» **Exercise materials**
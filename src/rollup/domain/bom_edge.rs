use super::PartId;
use serde::Deserialize;

/// One edge of the assembly tree as delivered by the BoM API
///
/// Reads as "one unit of `parent_part_id` requires `quantity` units of `part_id`".
/// Every field is optional on the wire; missing values are tolerated here and
/// rejected by the roll-up when the edge is actually walked.
#[derive(Debug, Clone, PartialEq, Eq, Deserialize)]
pub struct BomEdge {
    #[serde(default)]
    pub id: Option<u64>,
    #[serde(default)]
    pub part_id: Option<PartId>,
    #[serde(default)]
    pub parent_part_id: Option<PartId>,
    #[serde(default)]
    pub quantity: Option<u64>,
}

impl BomEdge {
    pub fn new(id: u64, parent_part_id: Option<u64>, part_id: u64, quantity: u64) -> Self {
        Self {
            id: Some(id),
            part_id: Some(PartId::new(part_id)),
            parent_part_id: parent_part_id.map(PartId::new),
            quantity: Some(quantity),
        }
    }

    /// Parent of this edge, treating both `null` and `0` as "attached to the root"
    pub fn parent(&self) -> Option<PartId> {
        self.parent_part_id.filter(|parent| parent.value() != 0)
    }

    /// Drops the record id; it carries no meaning for the roll-up
    pub fn to_child(&self) -> ChildPart {
        ChildPart {
            part_id: self.part_id,
            quantity: self.quantity,
        }
    }
}

/// A child entry of the parent index
#[derive(Debug, Clone, Copy, PartialEq, Eq)]
pub struct ChildPart {
    pub part_id: Option<PartId>,
    pub quantity: Option<u64>,
}
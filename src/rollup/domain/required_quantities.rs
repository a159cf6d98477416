use super::PartNumber;
use std::collections::HashMap;

/// RequiredQuantities accumulator: part number to total required quantity
///
/// Iteration follows the order in which each part number was first accumulated,
/// which is also the row order of the written report.
#[derive(Debug, Clone, Default, PartialEq, Eq)]
pub struct RequiredQuantities {
    entries: Vec<(PartNumber, u64)>,
    positions: HashMap<PartNumber, usize>,
}

impl RequiredQuantities {
    pub fn new() -> Self {
        Self::default()
    }

    /// Adds `quantity` to the running total of `part_number`
    ///
    /// Returns the new total, or `None` if it would overflow `u64`. On overflow
    /// the stored total is left unchanged.
    pub fn add(&mut self, part_number: PartNumber, quantity: u64) -> Option<u64> {
        match self.positions.get(&part_number) {
            Some(&position) => {
                let total = self.entries[position].1.checked_add(quantity)?;
                self.entries[position].1 = total;
                Some(total)
            }
            None => {
                self.positions.insert(part_number.clone(), self.entries.len());
                self.entries.push((part_number, quantity));
                Some(quantity)
            }
        }
    }

    /// Total for `part_number`, zero when it was never accumulated
    pub fn get(&self, part_number: &str) -> u64 {
        self.positions
            .get(part_number)
            .map(|&position| self.entries[position].1)
            .unwrap_or(0)
    }

    pub fn iter(&self) -> impl Iterator<Item = (&PartNumber, u64)> {
        self.entries.iter().map(|(number, quantity)| (number, *quantity))
    }

    pub fn len(&self) -> usize {
        self.entries.len()
    }

    pub fn is_empty(&self) -> bool {
        self.entries.is_empty()
    }

    /// Sum over all part numbers, saturating at `u64::MAX`
    pub fn total_quantity(&self) -> u64 {
        self.entries
            .iter()
            .fold(0u64, |sum, (_, quantity)| sum.saturating_add(*quantity))
    }

    /// Snapshot as an unordered map, convenient for comparisons
    pub fn to_map(&self) -> HashMap<String, u64> {
        self.entries
            .iter()
            .map(|(number, quantity)| (number.to_string(), *quantity))
            .collect()
    }
}
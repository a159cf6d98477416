mod cli;

use bom_rollup::adapters::outbound::console::StderrProgressReporter;
use bom_rollup::adapters::outbound::network::{BomApiClient, CachingPartCatalog};
use bom_rollup::application::dto::{ReportFormat, RollupRequest};
use bom_rollup::application::factories::ReportWriterFactory;
use bom_rollup::application::use_cases::RollUpUseCase;
use bom_rollup::config::{self, Settings};
use bom_rollup::logging;
use bom_rollup::ports::inbound::RollupPort;
use bom_rollup::ports::outbound::PartCatalog;
use bom_rollup::shared::error::ExitCode;
use bom_rollup::shared::Result;
use cli::Args;
use std::process;
use tracing::{error, info};

fn main() {
    // Parse command-line arguments (clap exits with code 2 on invalid input)
    let args = Args::parse_args();

    let exit_code = match load_settings(args).and_then(|settings| {
        logging::init(&settings.log_file);
        run(&settings)
    }) {
        Ok(()) => ExitCode::Success,
        Err(e) => {
            error!(error = %format!("{:#}", e), "Roll-up aborted");
            report_error(&e);
            ExitCode::ApplicationError
        }
    };

    process::exit(exit_code.as_i32());
}

fn report_error(e: &anyhow::Error) {
    eprintln!("\n❌ An error occurred:\n");
    eprintln!("{}", e);

    // Display error chain
    for cause in e.chain().skip(1) {
        eprintln!("\nCaused by: {}", cause);
    }

    eprintln!();
}

fn load_settings(args: Args) -> Result<Settings> {
    let current_dir = std::env::current_dir()?;
    let config_file = config::discover_config(&current_dir)?;
    Ok(Settings::resolve(args.output, config_file))
}

fn run(settings: &Settings) -> Result<()> {
    let format = ReportFormat::from_path(&settings.output);
    info!(
        api_host = %settings.api_host,
        output = %settings.output.display(),
        %format,
        "Starting roll-up"
    );

    // Create adapters (Dependency Injection)
    let client = BomApiClient::with_config(&settings.api_host, settings.request_timeout)?;
    let part_catalog: Box<dyn PartCatalog> = if settings.cache_part_numbers {
        Box::new(CachingPartCatalog::new(client))
    } else {
        Box::new(client)
    };
    let report_writer = ReportWriterFactory::create(format);
    let progress_reporter = StderrProgressReporter::new();

    let use_case = RollUpUseCase::new(part_catalog, report_writer, progress_reporter);

    let response = use_case.run(RollupRequest::new(settings.output.clone()))?;

    if !response.report_written {
        info!("Bill of materials was empty, no report written");
    }

    Ok(())
}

» **Task prompt**
Output the listing above word for word, from the opening line through the line that contains "u64, quantity: u64)", and leave out everything after it.

» **Solution for this problem**
filename src/rollup/domain/bom_edge.rs
use super::PartId;
use serde::Deserialize;

/// One edge of the assembly tree as delivered by the BoM API
///
/// Reads as "one unit of `parent_part_id` requires `quantity` units of `part_id`".
/// Every field is optional on the wire; missing values are tolerated here and
/// rejected by the roll-up when the edge is actually walked.
#[derive(Debug, Clone, PartialEq, Eq, Deserialize)]
pub struct BomEdge {
    #[serde(default)]
    pub id: Option<u64>,
    #[serde(default)]
    pub part_id: Option<PartId>,
    #[serde(default)]
    pub parent_part_id: Option<PartId>,
    #[serde(default)]
    pub quantity: Option<u64>,
}

impl BomEdge {
    pub fn new(id: u64, parent_part_id: Option<u64>, part_id: u64, quantity: u64) -> Self {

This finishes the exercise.